Combinations of Bayesian methods, data augmentation with mixup, and NOTA defensive padding cut the open-world false positive rate by up to 92% at 0.5 recall on HTTPS-only traffic and 75% on Tor traffic relative to the deterministic MSP baseline. Even with these improvements, sustaining a world size in the hundreds of millions (approaching YouTube-scale) requires accepting recall of 0.5–0.6 and precision of only 0.1–0.2; at precision 0.5 and recall 0.5, the maximum workable world size is only 37.5M for HTTPS-only (Table 3), far below YouTube's ~10 billion video catalog.

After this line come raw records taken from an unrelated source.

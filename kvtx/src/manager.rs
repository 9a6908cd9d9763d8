//! Factory and session holder: caches per-table key schemas, owns the KV
//! adapter, and creates/resumes transactions. Also the entry point for the
//! non-transactional read API and the sweeper.

use std::collections::HashMap;
use std::sync::{Arc, Mutex};

use crate::clock::{Clock, SystemClock};
use crate::error::{CResult, Error};
use crate::isolation::{self, Isolation};
use crate::key::ItemKey;
use crate::record::{RecordStore, TransactionRecord};
use crate::store::{AttributeAction, Condition, KvStore, ScanPage, ScanToken};
use crate::sweeper::{self, SweepAction};
use crate::txn::Transaction;
use crate::value::{strip_reserved, AttributeValue, Item, ATTR_APPLIED, ATTR_DATE, ATTR_TRANSIENT, ATTR_TXID};

pub struct TransactionManager<S: KvStore> {
    store: S,
    clock: Arc<dyn Clock>,
    key_schemas: Mutex<HashMap<String, Vec<String>>>,
}

impl<S: KvStore> TransactionManager<S> {
    pub fn new(store: S) -> Self {
        Self::with_clock(store, Arc::new(SystemClock))
    }

    pub fn with_clock(store: S, clock: Arc<dyn Clock>) -> Self {
        Self {
            store,
            clock,
            key_schemas: Mutex::new(HashMap::new()),
        }
    }

    pub fn store(&self) -> &dyn KvStore {
        &self.store
    }

    pub(crate) fn now(&self) -> i64 {
        self.clock.now_secs()
    }

    /// Registers the primary-key attribute names for `table`. A table used
    /// before being registered here defaults to a single `"id"` attribute.
    pub fn register_key_schema(&self, table: impl Into<String>, pk_attrs: Vec<String>) {
        self.key_schemas
            .lock()
            .expect("key schema cache mutex poisoned")
            .insert(table.into(), pk_attrs);
    }

    pub(crate) fn key_attrs(&self, table: &str) -> CResult<Vec<String>> {
        let mut schemas = self.key_schemas.lock().expect("key schema cache mutex poisoned");
        if let Some(attrs) = schemas.get(table) {
            return Ok(attrs.clone());
        }
        let attrs = vec!["id".to_string()];
        schemas.insert(table.to_string(), attrs.clone());
        Ok(attrs)
    }

    pub fn new_tx(&self) -> CResult<Transaction<'_, S>> {
        let txid = format!("{:032x}", rand::random::<u128>());
        let record = RecordStore::new(self.store()).insert(&txid, self.now())?;
        Ok(Transaction::new(self, record))
    }

    pub fn resume_tx(&self, txid: &str) -> CResult<Transaction<'_, S>> {
        let record = RecordStore::new(self.store()).load(txid)?;
        Ok(Transaction::new(self, record))
    }

    pub fn resume_tx_from_record(&self, record: TransactionRecord) -> Transaction<'_, S> {
        Transaction::new(self, record)
    }

    pub fn get_row(&self, table: &str, key: &Item, isolation: Isolation) -> CResult<Option<Item>> {
        let pk_attrs = self.key_attrs(table)?;
        let item_key = ItemKey::from_item(key, &pk_attrs)?;
        let row = self.read_at_isolation(table, &item_key, &pk_attrs, isolation)?;
        Ok(row.map(|item| strip_reserved(&item)))
    }

    fn read_at_isolation(&self, table: &str, key: &ItemKey, pk_attrs: &[String], isolation: Isolation) -> CResult<Option<Item>> {
        match isolation {
            Isolation::Uncommitted => isolation::read_uncommitted(self.store(), table, key),
            Isolation::Committed => isolation::read_committed(self.store(), table, key, pk_attrs),
        }
    }

    pub fn scan(&self, table: &str, start: Option<ScanToken>, limit: usize, isolation: Isolation) -> CResult<ScanPage> {
        let pk_attrs = self.key_attrs(table)?;
        let page = self.store().scan(table, start, limit)?;
        let mut items = Vec::with_capacity(page.items.len());
        for item in &page.items {
            let item_key = ItemKey::from_item(item, &pk_attrs)?;
            if let Some(visible) = self.read_at_isolation(table, &item_key, &pk_attrs, isolation)? {
                items.push(strip_reserved(&visible));
            }
        }
        Ok(ScanPage { items, next: page.next })
    }

    /// Scans every page of `table`, filtered through `isolation`.
    pub fn query(&self, table: &str, isolation: Isolation) -> CResult<Vec<Item>> {
        let mut out = Vec::new();
        let mut start = None;
        loop {
            let page = self.scan(table, start, 100, isolation)?;
            let done = page.next.is_none();
            out.extend(page.items);
            if done {
                break;
            }
            start = page.next;
        }
        Ok(out)
    }

    pub fn batch_get(&self, table: &str, keys: &[Item], isolation: Isolation) -> CResult<Vec<Option<Item>>> {
        keys.iter().map(|key| self.get_row(table, key, isolation)).collect()
    }

    /// Forcibly strips the reserved lock attributes from a row. Only
    /// succeeds when the named transaction's record is confirmed gone — a
    /// last-resort operator tool, never called by the protocol itself.
    pub fn break_lock(&self, table: &str, key: &Item, txid: &str) -> CResult<()> {
        if RecordStore::new(self.store()).load(txid).is_ok() {
            return Err(Error::InvalidRequest(format!(
                "transaction {txid} still has a record; drive it to completion instead of breaking its lock"
            )));
        }
        let pk_attrs = self.key_attrs(table)?;
        let item_key = ItemKey::from_item(key, &pk_attrs)?;
        self.store().update_item(
            table,
            &item_key,
            &[
                AttributeAction::Delete(ATTR_TXID.into()),
                AttributeAction::Delete(ATTR_DATE.into()),
                AttributeAction::Delete(ATTR_TRANSIENT.into()),
                AttributeAction::Delete(ATTR_APPLIED.into()),
            ],
            Condition::new().eq(ATTR_TXID, AttributeValue::S(txid.to_string())),
        )?;
        log::warn!("break_lock removed a stale lock on {table}/{item_key} held by {txid}");
        Ok(())
    }

    /// Applies one sweep decision to `record`: delete if finalized and
    /// stale, roll back if stuck Pending, or drive to finalized if terminal
    /// but not yet finalized.
    pub fn sweep_once(&self, record: TransactionRecord, rollback_threshold: i64, delete_threshold: i64) -> CResult<SweepAction> {
        let now = self.now();
        sweeper::sweep_record(self, record, now, rollback_threshold, delete_threshold)
    }
}

#[cfg(test)]
mod tests {
    use super::*;
    use crate::request::ReturnMode;
    use crate::store::memory::MemoryStore;

    fn item(pairs: &[(&str, &str)]) -> Item {
        pairs.iter().map(|(k, v)| (k.to_string(), AttributeValue::S(v.to_string()))).collect()
    }

    #[test]
    fn new_tx_assigns_distinct_txids() {
        let manager = TransactionManager::new(MemoryStore::new());
        let a = manager.new_tx().unwrap();
        let b = manager.new_tx().unwrap();
        assert_ne!(a.txid(), b.txid());
    }

    #[test]
    fn get_row_returns_none_for_missing_item() {
        let manager = TransactionManager::new(MemoryStore::new());
        let key = item(&[("id", "absent")]);
        assert_eq!(manager.get_row("widgets", &key, Isolation::Committed).unwrap(), None);
    }

    #[test]
    fn get_row_reflects_a_committed_write() {
        let manager = TransactionManager::new(MemoryStore::new());
        let tx = manager.new_tx().unwrap();
        tx.put("widgets", item(&[("id", "1"), ("color", "red")]), ReturnMode::None).unwrap();
        tx.commit().unwrap();
        let row = manager.get_row("widgets", &item(&[("id", "1")]), Isolation::Committed).unwrap();
        assert_eq!(row, Some(item(&[("id", "1"), ("color", "red")])));
    }

    #[test]
    fn break_lock_refuses_while_the_record_still_exists() {
        let manager = TransactionManager::new(MemoryStore::new());
        let tx = manager.new_tx().unwrap();
        tx.put("widgets", item(&[("id", "1")]), ReturnMode::None).unwrap();
        let err = manager.break_lock("widgets", &item(&[("id", "1")]), &tx.txid()).unwrap_err();
        assert!(matches!(err, Error::InvalidRequest(_)));
    }
}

From 2025-walsh-improved-open-world-fingerprinting — Improved Open-World Fingerprinting Increases Threat to Streaming Video Privacy but Realistic Scenarios Remain Difficult
· §4.5, Tables 1–3
· 2025
· PoPETs 2025
Implications
Circumvention tools carrying video traffic gain inherent fingerprinting resistance simply from large-catalog platforms (YouTube, Vimeo); adversary precision collapses once the effective world size exceeds ~40–350M videos depending on transport.
NOTA-style defensive padding (seeding decision boundaries with adversarially crafted near-boundary samples) and mixup augmentation are the most effective countermeasures against improved open-world classifiers and should be evaluated as protocol-level padding strategies.